The replicability crisis is fueled by findings that are not true and
effects that might be true, but are not meaningfully large or
not reproducible from laboratory to laboratory.
The interpretability crisis concerns findings that might be true,
but they're not meaningful in terms of underlying neuroscience and
what we know about brains.
And finally, the translation crisis refers to this idea that we've done
many many studies, but it's very difficult to take brain imaging research,
like many kinds of research, genetics research and other research,
and bring that from science into the practical domain,
where we actually have commercial and clinical applications.
So this [LAUGH], yeah.
But what we'll see next is a funny example of one of
the studies recently that's really fueled this debate.
And it's a study of extra sensory perception published in one of the most
prestigious journals in psychology, General Personality and Social Psychology.

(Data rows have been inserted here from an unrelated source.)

impl<'src, 'out> Compiler<'src, 'out> {
    fn new(source: &'src [u8], out: &'out mut [u8]) -> Self {
        Self {
            lexer: Lexer::new(source),
            out: Postfix::new(out),
            stack: OperatorStack::new(),
            operand_needed: true,
            depth: 0,
            cond_count: 0,
        }
    }

    fn fail(&self, kind: CompileErrorKind) -> Error {
        Error::compile(kind, self.lexer.position())
    }

    fn run(mut self) -> Result<usize> {
        if self.lexer.at_end() {
            return Err(self.fail(CompileErrorKind::NullArg));
        }
        self.compile().map_err(|kind| self.fail(kind))?;
        Ok(self.out.len)
    }

    fn compile(&mut self) -> std::result::Result<(), CompileErrorKind> {
        self.out.byte(TAG_NO_STRING)?;

        while let Some((element, start)) = self.lexer.next_element(self.operand_needed) {
            if element.code.is_some_and(Opcode::uses_string) {
                self.out.mark_uses_string();
            }
            self.element(element, start)?;

            if self.depth < 0 {
                return Err(CompileErrorKind::Underflow);
            }
            if self.depth >= STACK_SIZE as i32 {
                return Err(CompileErrorKind::Overflow);
            }
        }

        if !self.lexer.at_end() {
            return Err(CompileErrorKind::Syntax);
        }

        while let Some(top) = self.stack.top() {
            if top.element.opener().is_some() {
                return Err(CompileErrorKind::ParenOpen);
            }
            self.emit_top()?;
        }
        self.out.op(Opcode::End)?;

        if self.cond_count != 0 {
            return Err(CompileErrorKind::Conditional);
        }
        if self.operand_needed || self.depth != 1 {
            return Err(CompileErrorKind::Incomplete);
        }
        Ok(())
    }

    fn element(
        &mut self,
        element: &'static Element,
        start: usize,
    ) -> std::result::Result<(), CompileErrorKind> {
        match element.kind {
            ElementKind::Operand => {
                let code = element.code.ok_or(CompileErrorKind::Internal)?;
                self.out.op(code)?;
                self.depth += i32::from(element.effect);
                self.operand_needed = false;
            }

            ElementKind::LiteralOperand => {
                self.depth += i32::from(element.effect);
                let value = self
                    .lexer
                    .scan_number(start)
                    .ok_or(CompileErrorKind::BadLiteral)?;
                self.literal(value)?;
                self.operand_needed = false;
            }

            ElementKind::StringOperand => {
                self.depth += i32::from(element.effect);
                let quote = element.name.as_bytes()[0];
                self.out.op(Opcode::LiteralString)?;
                let text = self.lexer.scan_string(quote);
                self.out.bytes(text)?;
                self.out.byte(0)?;
                self.operand_needed = false;
            }

            ElementKind::UnaryOperator | ElementKind::VarargOperator => {
                self.flush_while(|p| p.element.stack_priority >= element.incoming_priority)?;
                self.stack.push(Pending::new(element))?;
            }

            ElementKind::BinaryOperator => {
                self.flush_while(|p| p.element.stack_priority >= element.incoming_priority)?;
                self.stack.push(Pending::new(element))?;
                self.operand_needed = true;
            }

            ElementKind::StoreOperator => self.store(element)?,

            ElementKind::Separator => {
                self.flush_to_opener(CompileErrorKind::BadSeparator)?;
                if let Some(opener) = self.stack.top_mut() {
                    opener.effect -= 1;
                }
                self.operand_needed = true;
            }

            ElementKind::CloseParen => {
                self.close(b'(', CompileErrorKind::ParenNotOpen)?;
                let paren = self.stack.pop().ok_or(CompileErrorKind::ParenNotOpen)?;
                if let Some(func) = self.stack.top_mut() {
                    if func.element.kind == ElementKind::VarargOperator {
                        func.effect = paren.effect;
                        if func.effect > 0 {
                            return Err(CompileErrorKind::Incomplete);
                        }
                    }
                }
            }

            ElementKind::CloseBracket => self.close_group(b'[', CompileErrorKind::BracketNotOpen)?,

            ElementKind::CloseCurly => self.close_group(b'{', CompileErrorKind::CurlyNotOpen)?,

            ElementKind::Conditional => {
                self.flush_while(|p| p.element.stack_priority > element.incoming_priority)?;
                let code = element.code.ok_or(CompileErrorKind::Internal)?;
                self.out.op(code)?;
                self.depth += i32::from(element.effect);

                if code == Opcode::CondElse {
                    self.cond_count -= 1;
                    if self.cond_count < 0 {
                        return Err(CompileErrorKind::Conditional);
                    }
                    self.stack.push(Pending::marker(element, Opcode::CondEnd))?;
                } else {
                    self.cond_count += 1;
                }
                self.operand_needed = true;
            }

            ElementKind::UntilOperator => {
                self.flush_while(|p| p.element.stack_priority >= element.incoming_priority)?;
                self.out.op(Opcode::Until)?;
                self.depth += i32::from(element.effect);
                self.stack.push(Pending::marker(element, Opcode::UntilEnd))?;
            }

            ElementKind::ExprTerminator => {
                self.flush_while(|p| p.element.opener() != Some(b'('))?;
                self.operand_needed = true;
            }
        }
        Ok(())
    }

    /// Emits a numeric literal, as an integer when the value is one exactly.
    fn literal(&mut self, value: f64) -> std::result::Result<(), CompileErrorKind> {
        let int = value as i32;
        if f64::from(int) == value {
            self.out.op(Opcode::LiteralInt)?;
            self.out.bytes(&int.to_le_bytes())
        } else {
            self.out.op(Opcode::LiteralDouble)?;
            self.out.bytes(&value.to_le_bytes())
        }
    }

    /// Rewrites the assignment target into a store.
    ///
    /// A pending `@`/`@@` becomes an indexed store in place; otherwise the
    /// letter fetch just emitted is taken back and its store waits on the
    /// operator stack.
    fn store(&mut self, element: &'static Element) -> std::result::Result<(), CompileErrorKind> {
        if let Some(at) = self.stack.find_array_fetch() {
            let code = match self.stack.entries[at].and_then(|p| p.code) {
                Some(Opcode::ArrayFetchStr) => Opcode::ArrayStoreStr,
                _ => Opcode::ArrayStore,
            };
            self.stack.entries[at] = Some(Pending {
                code: Some(code),
                ..Pending::new(element)
            });
            while self.stack.len > at + 1 {
                self.emit_top()?;
            }
        } else {
            let code = match self.out.retract_fetch() {
                Some(Opcode::Fetch(i)) => Opcode::Store(i),
                Some(Opcode::FetchStr(i)) => Opcode::StoreStr(i),
                _ => return Err(CompileErrorKind::BadAssignment),
            };
            self.stack.push(Pending {
                code: Some(code),
                ..Pending::new(element)
            })?;
        }
        self.depth -= 1;
        self.operand_needed = true;
        Ok(())
    }

    /// Flushes down to the nearest opener, failing with `missing` if there
    /// is none.
    fn flush_to_opener(&mut self, missing: CompileErrorKind) -> std::result::Result<u8, CompileErrorKind> {
        loop {
            let top = self.stack.top().ok_or(missing)?;
            if let Some(opener) = top.element.opener() {
                return Ok(opener);
            }
            self.emit_top()?;
        }
    }

    /// Flushes down to an opener which must be `open`.
    fn close(&mut self, open: u8, missing: CompileErrorKind) -> std::result::Result<(), CompileErrorKind> {
        if self.flush_to_opener(missing)? == open {
            Ok(())
        } else {
            Err(missing)
        }
    }

    /// Closes a `[...]` or `{...}` group, emitting its opcode.
    ///
    /// A group takes exactly two arguments.
    fn close_group(&mut self, open: u8, missing: CompileErrorKind) -> std::result::Result<(), CompileErrorKind> {
        self.close(open, missing)?;
        let group = self.stack.pop().ok_or(missing)?;
        if group.effect != -2 {
            return Err(CompileErrorKind::Incomplete);
        }
        let code = group.code.ok_or(CompileErrorKind::Internal)?;
        self.out.op(code)?;
        self.depth += group.effect;
        Ok(())
    }

    fn flush_while(
        &mut self,
        pred: impl Fn(&Pending) -> bool,
    ) -> std::result::Result<(), CompileErrorKind> {
        while self.stack.top().is_some_and(&pred) {
            self.emit_top()?;
        }
        Ok(())
    }

    /// Pops the top operator into the output.
    fn emit_top(&mut self) -> std::result::Result<(), CompileErrorKind> {
        let pending = self.stack.pop().ok_or(CompileErrorKind::Internal)?;
        let code = pending.code.ok_or(CompileErrorKind::ParenOpen)?;
        self.out.op(code)?;
        if pending.element.kind == ElementKind::VarargOperator {
            let count = u8::try_from(1 - pending.effect).map_err(|_| CompileErrorKind::Internal)?;
            self.out.byte(count)?;
        }
        self.depth += pending.effect;
        Ok(())
    }
}
//! Integration tests for the foundation layer
//!
//! Tests for core types: Value, FixedString, numeric conversions, and Error.

mod errors;
mod properties;
mod text;
mod values;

>> According to a study by Cornell Psychology Professor,
Daryl Bem, soon to be published in the Journal of Personality and
Social Psychology, there is quote, strong evidence for
extrasensory perception, the ability to sense future events.
I know you're thinking, Stephen, that's bulls [BLEEP].
>> [LAUGH] >> But on the other hand,
I know you're thinking, Stephen, that's bulls [BLEEP].
>> So many of these surprising claims are not true.
And how do we know that they're not all true?
Any one of them could actually be a surprising but true finding.
And one way that we can know is to look at studies across different fields,
across the sciences.
So here you see plot from studies from the space sciences,
and geo sciences through to social sciences, immunology,
climatology, psychiatry, psychology down at the bottom.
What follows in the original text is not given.